The 100-Flat Building (The Stokvartirny House, ) is an eight-floor residential building in Novosibirsk, Russia, located at Krasny Prospekt, 16. It is a historical and cultural monument of federal significance in Russia. The building was created in 1934–1937 by prominent Russian architects Andrey Kryachkov and Vitaly Maslennikov.

History
The building was originally conceived as a high-profile residential complex for the Soviet elite and arranged for 100 well-appointed apartments (hence the name). The initial project included 10 five-bedroom suites, 30 four-bedroom suites, 40 three-bedroom flats, and 20 two-bedroom flats. The flats have a well-designed layout, large living and utility rooms; some suites had small rooms for maids.
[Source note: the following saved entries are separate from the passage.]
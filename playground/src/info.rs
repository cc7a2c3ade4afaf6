//! Static description of a playground: chain parameters, images and endpoints.

use std::{fmt, net::Ipv4Addr, path::PathBuf};

use serde::Serialize;

use crate::config::{BuilderVariant, ForkName};

/// One component as it will be (or is) deployed.
#[derive(Debug, Clone, PartialEq, Eq, Serialize)]
pub struct ComponentInfo {
    /// Component name.
    pub name: String,
    /// Image reference.
    pub image: String,
    /// Static address on the playground network.
    pub address: Ipv4Addr,
    /// Host endpoints, one per published port.
    pub endpoints: Vec<String>,
    /// Components it waits for.
    pub depends_on: Vec<String>,
}

/// Everything `info` prints.
#[derive(Debug, Clone, PartialEq, Eq, Serialize)]
pub struct PlaygroundInfo {
    /// Data directory.
    pub data_dir: PathBuf,
    /// Execution chain id.
    pub chain_id: u64,
    /// Slot duration.
    pub seconds_per_slot: u64,
    /// Genesis validator count.
    pub validator_count: u32,
    /// Fork active at genesis.
    pub fork: ForkName,
    /// Builder variant.
    pub builder: BuilderVariant,
    /// Network name and subnet.
    pub network: String,
    /// Relay URL with its public key, as validators register it.
    pub relay_url: String,
    /// Components in startup order.
    pub components: Vec<ComponentInfo>,
}

impl fmt::Display for PlaygroundInfo {
    fn fmt(&self, f: &mut fmt::Formatter<'_>) -> fmt::Result {
        writeln!(f, "Chain:")?;
        writeln!(f, "  Chain ID:         {}", self.chain_id)?;
        writeln!(f, "  Seconds per slot: {}", self.seconds_per_slot)?;
        writeln!(f, "  Validators:       {}", self.validator_count)?;
        writeln!(f, "  Fork:             {}", self.fork)?;
        writeln!(f, "  Builder:          {:?}", self.builder)?;
        writeln!(f, "  Network:          {}", self.network)?;
        writeln!(f, "  Data dir:         {}", self.data_dir.display())?;
        writeln!(f, "  Relay:            {}", self.relay_url)?;
        writeln!(f)?;
        writeln!(f, "Components:")?;
        for c in &self.components {
            writeln!(f, "  {:<20} {:<15} {}", c.name, c.address, c.image)?;
            for endpoint in &c.endpoints {
                writeln!(f, "  {:<20} {}", "", endpoint)?;
            }
        }
        Ok(())
    }
}
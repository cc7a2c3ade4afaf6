//! Small helpers shared across modules.

const ALPHANUMERIC: &[char] = &[
    'a', 'b', 'c', 'd', 'e', 'f', 'g', 'h', 'i', 'j', 'k', 'l', 'm', 'n', 'o', 'p', 'q', 'r', 's',
    't', 'u', 'v', 'w', 'x', 'y', 'z', '0', '1', '2', '3', '4', '5', '6', '7', '8', '9',
];

/// Generates a unique container name for a one-shot job with the given prefix.
pub fn unique_name(prefix: &str) -> String {
    format!("{}-{}", prefix, nanoid::nanoid!(8, ALPHANUMERIC))
}

/// Current unix time in seconds.
pub fn unix_now() -> u64 {
    std::time::SystemTime::now()
        .duration_since(std::time::UNIX_EPOCH)
        .map(|d| d.as_secs())
        .unwrap_or_default()
}
//! Playground configuration.
//!
//! Values are layered as defaults, then an optional TOML file, then CLI flags.
//! Every section deserializes with `#[serde(default)]`, so a config file only
//! has to name the values it changes.

use std::{
    collections::BTreeMap,
    fmt,
    path::{Path, PathBuf},
};

use clap::ValueEnum;
use serde::{Deserialize, Serialize};

use crate::{containers::PlaygroundPorts, error::PlaygroundError, images};

/// Directory name used under the home directory when no data dir is given.
pub const DEFAULT_DATA_DIR_NAME: &str = ".mev_playground";

/// Chain id of the local network.
pub const DEFAULT_CHAIN_ID: u64 = 3_151_908;

/// Mnemonic the validator keys and prefunded accounts are derived from.
pub const DEFAULT_MNEMONIC: &str = "giant issue aisle success illegal bike spike question tent bar rely arctic volcano long crawl hungry vocal artwork sniff fantasy very lucky have athlete";

/// Which block builder to run alongside the relay.
#[derive(Debug, Clone, Copy, Default, PartialEq, Eq, Serialize, Deserialize, ValueEnum)]
#[serde(rename_all = "lowercase")]
pub enum BuilderVariant {
    /// The stock rbuilder image.
    #[default]
    Primary,
    /// A user-supplied builder image.
    Custom,
    /// No builder; blocks come from the local execution client.
    None,
}

/// Latest fork active at genesis. Later forks are scheduled at the far-future epoch.
#[derive(
    Debug, Clone, Copy, Default, PartialEq, Eq, PartialOrd, Ord, Serialize, Deserialize, ValueEnum,
)]
#[serde(rename_all = "lowercase")]
pub enum ForkName {
    /// Deneb (Cancun on the execution layer).
    Deneb,
    /// Electra (Prague on the execution layer).
    #[default]
    Electra,
    /// Fulu (Osaka on the execution layer).
    Fulu,
}

impl fmt::Display for ForkName {
    fn fmt(&self, f: &mut fmt::Formatter<'_>) -> fmt::Result {
        f.write_str(match self {
            Self::Deneb => "deneb",
            Self::Electra => "electra",
            Self::Fulu => "fulu",
        })
    }
}

/// Chain parameters fed into genesis generation.
#[derive(Debug, Clone, PartialEq, Eq, Serialize, Deserialize)]
#[serde(default)]
pub struct ChainConfig {
    /// Execution chain id.
    pub chain_id: u64,
    /// Slot duration.
    pub seconds_per_slot: u64,
    /// Number of genesis validators.
    pub validator_count: u32,
    /// Seconds between generation and the genesis timestamp.
    pub genesis_delay: u64,
    /// Latest fork active at genesis.
    pub fork: ForkName,
    /// Mnemonic for validator keys.
    pub mnemonic: String,
}

impl Default for ChainConfig {
    fn default() -> Self {
        Self {
            chain_id: DEFAULT_CHAIN_ID,
            seconds_per_slot: 12,
            validator_count: 100,
            genesis_delay: 0,
            fork: ForkName::default(),
            mnemonic: DEFAULT_MNEMONIC.to_string(),
        }
    }
}

/// Image overrides for every component and tool.
#[derive(Debug, Clone, PartialEq, Eq, Serialize, Deserialize)]
#[serde(default)]
pub struct ImageConfig {
    /// Execution client.
    pub execution: String,
    /// Beacon node and validator client.
    pub consensus: String,
    /// mev-boost sidecar.
    pub sidecar: String,
    /// Relay.
    pub relay: String,
    /// Builder. Required for [`BuilderVariant::Custom`].
    pub builder: Option<String>,
    /// Explorer.
    pub explorer: String,
    /// Load generator.
    pub load_generator: String,
    /// Redis.
    pub redis: String,
    /// Postgres.
    pub postgres: String,
    /// Genesis generator tool.
    pub genesis_generator: String,
    /// Keystore generator tool.
    pub keystore_generator: String,
}

impl Default for ImageConfig {
    fn default() -> Self {
        Self {
            execution: images::RETH_IMAGE.to_string(),
            consensus: images::LIGHTHOUSE_IMAGE.to_string(),
            sidecar: images::MEV_BOOST_IMAGE.to_string(),
            relay: images::RELAY_IMAGE.to_string(),
            builder: None,
            explorer: images::DORA_IMAGE.to_string(),
            load_generator: images::CONTENDER_IMAGE.to_string(),
            redis: images::REDIS_IMAGE.to_string(),
            postgres: images::POSTGRES_IMAGE.to_string(),
            genesis_generator: images::GENESIS_GENERATOR_IMAGE.to_string(),
            keystore_generator: images::KEYSTORE_GENERATOR_IMAGE.to_string(),
        }
    }
}

/// Load generator settings.
#[derive(Debug, Clone, PartialEq, Eq, Serialize, Deserialize)]
#[serde(default)]
pub struct LoadGeneratorConfig {
    /// Whether the load generator is part of the resolved set.
    pub enabled: bool,
    /// Target transactions per second.
    pub tps: u32,
    /// Extra arguments placed before the scenario subcommand.
    pub extra_args: Vec<String>,
}

impl Default for LoadGeneratorConfig {
    fn default() -> Self {
        Self { enabled: true, tps: 20, extra_args: Vec::new() }
    }
}

/// Top-level playground configuration.
#[derive(Debug, Clone, PartialEq, Eq, Serialize, Deserialize)]
#[serde(default)]
pub struct PlaygroundConfig {
    /// Root of all persisted state.
    pub data_dir: PathBuf,
    /// Builder variant.
    pub builder: BuilderVariant,
    /// Component images.
    pub images: ImageConfig,
    /// Chain parameters.
    pub chain: ChainConfig,
    /// Load generator settings.
    pub load_generator: LoadGeneratorConfig,
    /// Host ports.
    pub ports: PlaygroundPorts,
    /// Extra environment variables per component name, applied over the defaults.
    pub extra_env: BTreeMap<String, BTreeMap<String, String>>,
    /// Health-check timeout overrides in seconds, per component name.
    pub health_timeouts: BTreeMap<String, u64>,
}

impl Default for PlaygroundConfig {
    fn default() -> Self {
        Self {
            data_dir: Self::default_data_dir(),
            builder: BuilderVariant::default(),
            images: ImageConfig::default(),
            chain: ChainConfig::default(),
            load_generator: LoadGeneratorConfig::default(),
            ports: PlaygroundPorts::default(),
            extra_env: BTreeMap::new(),
            health_timeouts: BTreeMap::new(),
        }
    }
}

impl PlaygroundConfig {
    /// Returns `$HOME/.mev_playground`, or a relative directory if `HOME` is unset.
    pub fn default_data_dir() -> PathBuf {
        std::env::var_os("HOME")
            .map(PathBuf::from)
            .unwrap_or_else(|| PathBuf::from("."))
            .join(DEFAULT_DATA_DIR_NAME)
    }

    /// Parses a configuration from TOML.
    pub fn from_toml_str(content: &str) -> Result<Self, PlaygroundError> {
        toml::from_str(content).map_err(|e| PlaygroundError::InvalidConfig(e.to_string()))
    }

    /// Loads a configuration from a TOML file.
    pub fn load(path: &Path) -> Result<Self, PlaygroundError> {
        let content = std::fs::read_to_string(path).map_err(|e| {
            PlaygroundError::InvalidConfig(format!("cannot read {}: {e}", path.display()))
        })?;
        Self::from_toml_str(&content)
    }

    /// Image the builder component runs, or `None` when no builder is configured.
    pub fn builder_image(&self) -> Option<String> {
        match self.builder {
            BuilderVariant::Primary => Some(
                self.images
                    .builder
                    .clone()
                    .unwrap_or_else(|| images::default_builder_image().to_string()),
            ),
            BuilderVariant::Custom => self.images.builder.clone(),
            BuilderVariant::None => None,
        }
    }

    /// Checks the configuration before any side effect.
    ///
    /// The data directory is created if needed and probed for writability.
    pub fn validate(&self) -> Result<(), PlaygroundError> {
        if self.builder == BuilderVariant::Custom
            && self.images.builder.as_deref().is_none_or(str::is_empty)
        {
            return Err(PlaygroundError::InvalidConfig(
                "builder variant `custom` requires a builder image".to_string(),
            ));
        }
        if self.chain.seconds_per_slot == 0 {
            return Err(PlaygroundError::InvalidConfig("seconds_per_slot must be > 0".into()));
        }
        if self.chain.validator_count == 0 {
            return Err(PlaygroundError::InvalidConfig("validator_count must be > 0".into()));
        }
        if self.chain.mnemonic.split_whitespace().count() < 12 {
            return Err(PlaygroundError::InvalidConfig("mnemonic must have at least 12 words".into()));
        }
        if self.load_generator.enabled && self.load_generator.tps == 0 {
            return Err(PlaygroundError::InvalidConfig("load generator tps must be > 0".into()));
        }
        self.check_data_dir()
    }

    fn check_data_dir(&self) -> Result<(), PlaygroundError> {
        let unwritable = |e: std::io::Error| {
            PlaygroundError::InvalidConfig(format!(
                "data directory {} is not writable: {e}",
                self.data_dir.display()
            ))
        };
        std::fs::create_dir_all(&self.data_dir).map_err(unwritable)?;
        let probe = self.data_dir.join(".write-probe");
        std::fs::write(&probe, b"").map_err(unwritable)?;
        std::fs::remove_file(&probe).map_err(unwritable)
    }
}
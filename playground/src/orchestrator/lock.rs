//! Run lock held in the data directory while a playground is up.

use std::path::{Path, PathBuf};

use serde::{Deserialize, Serialize};
use tracing::{debug, warn};

use crate::{error::PlaygroundError, utils::unix_now};

/// Name of the lock file under the data directory.
pub const LOCK_FILE: &str = "playground.lock";

/// Contents of the lock file.
#[derive(Debug, Clone, Copy, PartialEq, Eq, Serialize, Deserialize)]
pub struct LockInfo {
    /// Process that took the lock.
    pub pid: u32,
    /// Unix time the lock was taken.
    pub started_at: u64,
}

/// Exclusive claim on a data directory.
///
/// Dropping the guard removes the lock file unless [`RunLock::keep`] was called,
/// in which case the file stays until [`RunLock::release`].
#[derive(Debug)]
pub struct RunLock {
    path: PathBuf,
    kept: bool,
}

impl RunLock {
    /// Path of the lock file for `data_dir`.
    pub fn path_in(data_dir: &Path) -> PathBuf {
        data_dir.join(LOCK_FILE)
    }

    /// Takes the lock, failing with [`PlaygroundError::AlreadyRunning`] if it is held.
    pub fn acquire(data_dir: &Path) -> Result<Self, PlaygroundError> {
        let path = Self::path_in(data_dir);
        let info = LockInfo { pid: std::process::id(), started_at: unix_now() };
        let mut file = match std::fs::OpenOptions::new().write(true).create_new(true).open(&path) {
            Ok(file) => file,
            Err(e) if e.kind() == std::io::ErrorKind::AlreadyExists => {
                return Err(PlaygroundError::AlreadyRunning(path));
            }
            Err(e) => return Err(PlaygroundError::io(format!("create {}", path.display()), e)),
        };
        let guard = Self { path, kept: false };
        serde_json::to_writer(&mut file, &info)
            .map_err(|e| PlaygroundError::io(format!("write {}", guard.path.display()), e.into()))?;
        debug!(path = %guard.path.display(), pid = info.pid, "run lock acquired");
        Ok(guard)
    }

    /// Leaves the lock file in place after the guard is dropped.
    pub fn keep(mut self) {
        self.kept = true;
    }

    /// Reads the current holder, if any.
    pub fn holder(data_dir: &Path) -> Option<LockInfo> {
        let content = std::fs::read_to_string(Self::path_in(data_dir)).ok()?;
        serde_json::from_str(&content).ok()
    }

    /// Removes the lock file. Returns whether one existed.
    pub fn release(data_dir: &Path) -> Result<bool, PlaygroundError> {
        let path = Self::path_in(data_dir);
        match std::fs::remove_file(&path) {
            Ok(()) => {
                debug!(path = %path.display(), "run lock released");
                Ok(true)
            }
            Err(e) if e.kind() == std::io::ErrorKind::NotFound => Ok(false),
            Err(e) => Err(PlaygroundError::io(format!("remove {}", path.display()), e)),
        }
    }
}

impl Drop for RunLock {
    fn drop(&mut self) {
        if self.kept {
            return;
        }
        if let Err(e) = std::fs::remove_file(&self.path) {
            warn!(path = %self.path.display(), error = %e, "failed to remove run lock");
        }
    }
}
Construction of the house began in 1934. The initial exterior design was substantially complicated in the process, for architect Maslennikov added facade elements themed after the works of French architect Auguste Perret.

At the Exposition Internationale des Arts et Techniques dans la Vie Moderne in Paris on December 11, 1937, the project, along with other works by Kryachkov, was awarded the 1st degree diploma, a gold medal, and a Grand Prix.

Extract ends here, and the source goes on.